[Saved entries]

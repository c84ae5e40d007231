//! LLM provider implementations.

pub mod mock;
pub mod ollama;

pub use mock::MockLlmClient;
pub use ollama::OllamaClient;
//! Prompt loader for built-in definitions and YAML overrides.

use crate::defaults::builtin_prompts;
use crate::types::PromptDefinition;
use helpdesk_core::{AppError, AppResult};
use std::collections::HashMap;
use std::path::{Path, PathBuf};

/// Directory, relative to the workspace, holding prompt overrides.
const PROMPTS_DIR: &str = ".helpdesk/prompts";

/// The set of prompt definitions available to the pipeline.
#[derive(Debug, Clone)]
pub struct PromptLibrary {
    prompts: HashMap<String, PromptDefinition>,
}

impl PromptLibrary {
    /// Library holding only the built-in definitions.
    pub fn builtin() -> Self {
        let prompts = builtin_prompts()
            .into_iter()
            .map(|def| (def.id.clone(), def))
            .collect();
        Self { prompts }
    }

    /// Load built-in definitions, then apply overrides from the workspace.
    ///
    /// Every `<id>.yml` under `.helpdesk/prompts/` replaces (or adds) the
    /// definition with that id. An override that fails to parse or validate
    /// is an error rather than a silent fallback.
    pub fn load(workspace_path: &Path) -> AppResult<Self> {
        let mut library = Self::builtin();

        for id in list_prompts(workspace_path)? {
            let definition = load_prompt(workspace_path, &id)?;
            tracing::info!("Prompt override applied: {}", definition.id);
            library.prompts.insert(definition.id.clone(), definition);
        }

        Ok(library)
    }

    /// Look up a definition by id.
    pub fn get(&self, id: &str) -> AppResult<&PromptDefinition> {
        self.prompts
            .get(id)
            .ok_or_else(|| AppError::Prompt(format!("Unknown prompt: {}", id)))
    }

    /// Ids of every definition in the library, sorted.
    pub fn ids(&self) -> Vec<String> {
        let mut ids: Vec<String> = self.prompts.keys().cloned().collect();
        ids.sort();
        ids
    }
}

impl Default for PromptLibrary {
    fn default() -> Self {
        Self::builtin()
    }
}

fn prompt_file(workspace_path: &Path, prompt_id: &str) -> PathBuf {
    workspace_path
        .join(PROMPTS_DIR)
        .join(format!("{}.yml", prompt_id))
}

/// Load a prompt override by ID from the workspace.
///
/// # Example
/// ```no_run
/// use helpdesk_prompt::load_prompt;
/// use std::path::Path;
///
/// # fn example() -> Result<(), Box<dyn std::error::Error>> {
/// let prompt = load_prompt(Path::new("."), "rag.answer")?;
/// println!("Loaded prompt: {}", prompt.title);
/// # Ok(())
/// # }
/// ```
pub fn load_prompt(workspace_path: &Path, prompt_id: &str) -> AppResult<PromptDefinition> {
    let prompt_file = prompt_file(workspace_path, prompt_id);

    tracing::debug!("Loading prompt from: {:?}", prompt_file);

    if !prompt_file.exists() {
        return Err(AppError::Prompt(format!(
            "Prompt file not found: {:?}",
            prompt_file
        )));
    }

    let contents = std::fs::read_to_string(&prompt_file).map_err(|e| {
        AppError::Prompt(format!(
            "Failed to read prompt file {:?}: {}",
            prompt_file, e
        ))
    })?;

    let definition: PromptDefinition = serde_yaml::from_str(&contents).map_err(|e| {
        AppError::Prompt(format!(
            "Failed to parse prompt YAML {:?}: {}",
            prompt_file, e
        ))
    })?;

    validate_prompt(&definition)?;

    if definition.id != prompt_id {
        return Err(AppError::Prompt(format!(
            "Prompt file {:?} declares id '{}'",
            prompt_file, definition.id
        )));
    }

    Ok(definition)
}

/// List prompt override IDs present in the workspace.
pub fn list_prompts(workspace_path: &Path) -> AppResult<Vec<String>> {
    let prompts_dir = workspace_path.join(PROMPTS_DIR);

    if !prompts_dir.exists() {
        return Ok(Vec::new());
    }

    let mut prompt_ids = Vec::new();

    for entry in walkdir::WalkDir::new(&prompts_dir)
        .max_depth(1)
        .into_iter()
        .filter_map(|e| e.ok())
    {
        let path = entry.path();
        if path.is_file() && path.extension().and_then(|s| s.to_str()) == Some("yml") {
            if let Some(stem) = path.file_stem().and_then(|s| s.to_str()) {
                prompt_ids.push(stem.to_string());
            }
        }
    }

    prompt_ids.sort();
    Ok(prompt_ids)
}

/// Validate a prompt definition.
pub fn validate_prompt(def: &PromptDefinition) -> AppResult<()> {
    if def.id.is_empty() {
        return Err(AppError::Prompt("Prompt ID cannot be empty".to_string()));
    }

    if def.title.is_empty() {
        return Err(AppError::Prompt("Prompt title cannot be empty".to_string()));
    }

    if def.api_version.is_empty() {
        return Err(AppError::Prompt(
            "Prompt apiVersion cannot be empty".to_string(),
        ));
    }

    if def.template.is_empty() {
        return Err(AppError::Prompt(
            "Prompt template cannot be empty".to_string(),
        ));
    }

    if !def.api_version.contains('.') {
        return Err(AppError::Prompt(format!(
            "Invalid apiVersion format: {}. Expected format: 'x.y'",
            def.api_version
        )));
    }

    Ok(())
}
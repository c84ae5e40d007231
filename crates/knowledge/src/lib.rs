//! Knowledge side of the helpdesk service.
//!
//! Loads the support corpus into an in-memory vector index, stores
//! conversation history, and hosts the agentic RAG pipeline in [`rag`].

pub mod chunker;
pub mod corpus;
pub mod embeddings;
pub mod history;
pub mod index;
pub mod rag;
pub mod types;
pub mod vector_index;


// Re-export commonly used types
pub use history::{ConversationStore, InMemoryConversationStore, SqliteConversationStore, Turn};
pub use index::InMemoryIndex;
pub use types::{ContextBundle, DiversityMode, Document, SearchParams};
pub use vector_index::VectorSearch;

use embeddings::{create_provider, EmbeddingConfig};
use helpdesk_core::{AppConfig, AppResult};
use std::sync::Arc;

/// Load, chunk and embed the configured corpus.
///
/// Called once at start-up; the returned index is shared read-only.
pub async fn load_index(config: &AppConfig) -> AppResult<InMemoryIndex> {
    let corpus_path = config.corpus_path();
    tracing::info!("Loading corpus from {}", corpus_path.display());

    let documents = corpus::load_corpus(
        &corpus_path,
        config.corpus.chunk_size,
        config.corpus.chunk_overlap,
    )?;

    let embedding_config = EmbeddingConfig::from_corpus(&config.corpus, config.endpoint.clone());
    let provider = create_provider(&embedding_config)?;

    InMemoryIndex::build(documents, provider).await
}

/// Open the configured conversation store.
pub fn open_history(config: &AppConfig) -> AppResult<Arc<dyn ConversationStore>> {
    if config.history.in_memory {
        tracing::debug!("Using in-memory conversation history");
        return Ok(Arc::new(InMemoryConversationStore::new()));
    }

    Ok(Arc::new(SqliteConversationStore::open(
        &config.history_path(),
    )?))
}
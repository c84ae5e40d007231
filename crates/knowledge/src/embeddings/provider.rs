//! Embedding provider trait and factory.

use crate::embeddings::config::EmbeddingConfig;
use crate::embeddings::providers::{OllamaProvider, TrigramProvider};
use helpdesk_core::{AppError, AppResult};
use std::sync::Arc;

/// Trait for embedding providers.
#[async_trait::async_trait]
pub trait EmbeddingProvider: Send + Sync + std::fmt::Debug {
    /// Get provider name (e.g., "trigram", "ollama")
    fn provider_name(&self) -> &str;

    /// Get model identifier
    fn model_name(&self) -> &str;

    /// Get embedding dimensions
    fn dimensions(&self) -> usize;

    /// Generate embeddings for multiple texts in a batch.
    async fn embed_batch(&self, texts: &[String]) -> AppResult<Vec<Vec<f32>>>;

    /// Generate embedding for a single text (convenience method).
    async fn embed(&self, text: &str) -> AppResult<Vec<f32>> {
        let mut results = self.embed_batch(&[text.to_string()]).await?;
        results
            .pop()
            .ok_or_else(|| AppError::Knowledge("No embedding returned".to_string()))
    }
}

/// Create an embedding provider based on configuration.
pub fn create_provider(config: &EmbeddingConfig) -> AppResult<Arc<dyn EmbeddingProvider>> {
    if config.dimensions == 0 {
        return Err(AppError::Knowledge(
            "Embedding dimensions must be greater than zero".to_string(),
        ));
    }

    match config.provider.as_str() {
        "trigram" => Ok(Arc::new(TrigramProvider::new(config.dimensions))),

        "ollama" => Ok(Arc::new(OllamaProvider::new(
            config.endpoint.as_deref(),
            &config.model,
            config.dimensions,
        )?)),

        _ => Err(AppError::Knowledge(format!(
            "Unknown embedding provider: '{}'. Supported providers: trigram, ollama",
            config.provider
        ))),
    }
}
//! LLM provider factory.
//!
//! Resolves the configured provider name into a shared client handle.

use crate::client::LlmClient;
use crate::providers::ollama::DEFAULT_OLLAMA_URL;
use crate::providers::OllamaClient;
use std::sync::Arc;

/// Create an LLM client based on the provider name.
///
/// # Arguments
/// * `provider` - Provider identifier (currently only "ollama")
/// * `endpoint` - Optional custom endpoint URL
///
/// # Errors
/// Returns an error message if the provider is unknown.
pub fn create_client(
    provider: &str,
    endpoint: Option<&str>,
) -> Result<Arc<dyn LlmClient>, String> {
    match provider.to_lowercase().as_str() {
        "ollama" => {
            let base_url = endpoint.unwrap_or(DEFAULT_OLLAMA_URL);
            Ok(Arc::new(OllamaClient::with_base_url(base_url)))
        }
        _ => Err(format!("Unknown provider: {}", provider)),
    }
}
//! Corpus loading: turn support documents on disk into chunked Documents.

use crate::chunker::chunk_text;
use crate::types::Document;
use helpdesk_core::{AppError, AppResult};
use std::path::Path;
use walkdir::WalkDir;

/// File extensions treated as corpus text.
const CORPUS_EXTENSIONS: [&str; 3] = ["txt", "md", "markdown"];

fn is_corpus_file(path: &Path) -> bool {
    path.extension()
        .and_then(|e| e.to_str())
        .map(|e| CORPUS_EXTENSIONS.contains(&e.to_lowercase().as_str()))
        .unwrap_or(false)
}

/// Load a corpus from a single file or a directory tree.
///
/// Directories are walked in file-name order so the resulting document
/// order is deterministic. Unreadable files are skipped with a warning.
pub fn load_corpus(path: &Path, chunk_size: usize, overlap: usize) -> AppResult<Vec<Document>> {
    if !path.exists() {
        return Err(AppError::Knowledge(format!(
            "Corpus path does not exist: {}",
            path.display()
        )));
    }

    let mut documents = Vec::new();
    let mut files = 0usize;

    if path.is_file() {
        documents.extend(load_file(path, chunk_size, overlap)?);
        files += 1;
    } else {
        for entry in WalkDir::new(path)
            .follow_links(false)
            .sort_by_file_name()
            .into_iter()
            .filter_map(|e| e.ok())
        {
            let entry_path = entry.path();
            if !entry_path.is_file() || !is_corpus_file(entry_path) {
                continue;
            }

            match load_file(entry_path, chunk_size, overlap) {
                Ok(chunks) => {
                    documents.extend(chunks);
                    files += 1;
                }
                Err(e) => tracing::warn!("Skipping {}: {}", entry_path.display(), e),
            }
        }
    }

    tracing::info!(
        "Loaded corpus from {}: {} files, {} passages",
        path.display(),
        files,
        documents.len()
    );

    Ok(documents)
}

fn load_file(path: &Path, chunk_size: usize, overlap: usize) -> AppResult<Vec<Document>> {
    let text = std::fs::read_to_string(path)?;
    let source = path.to_string_lossy().to_string();

    Ok(chunk_text(&text, chunk_size, overlap)
        .into_iter()
        .map(|c| Document::new(source.clone(), c.position, c.text))
        .collect())
}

> EXERCISE DESCRIPTION:
Your task is to repeat the records exactly. Begin at their first line and stop after the line containing "use crate::defaults::builtin_prompts;".

> TASK SOLUTION:
repository c84ae5e40d007231
//! LLM provider implementations.

pub mod mock;
pub mod ollama;

pub use mock::MockLlmClient;
pub use ollama::OllamaClient;
//! Prompt loader for built-in definitions and YAML overrides.

use crate::defaults::builtin_prompts;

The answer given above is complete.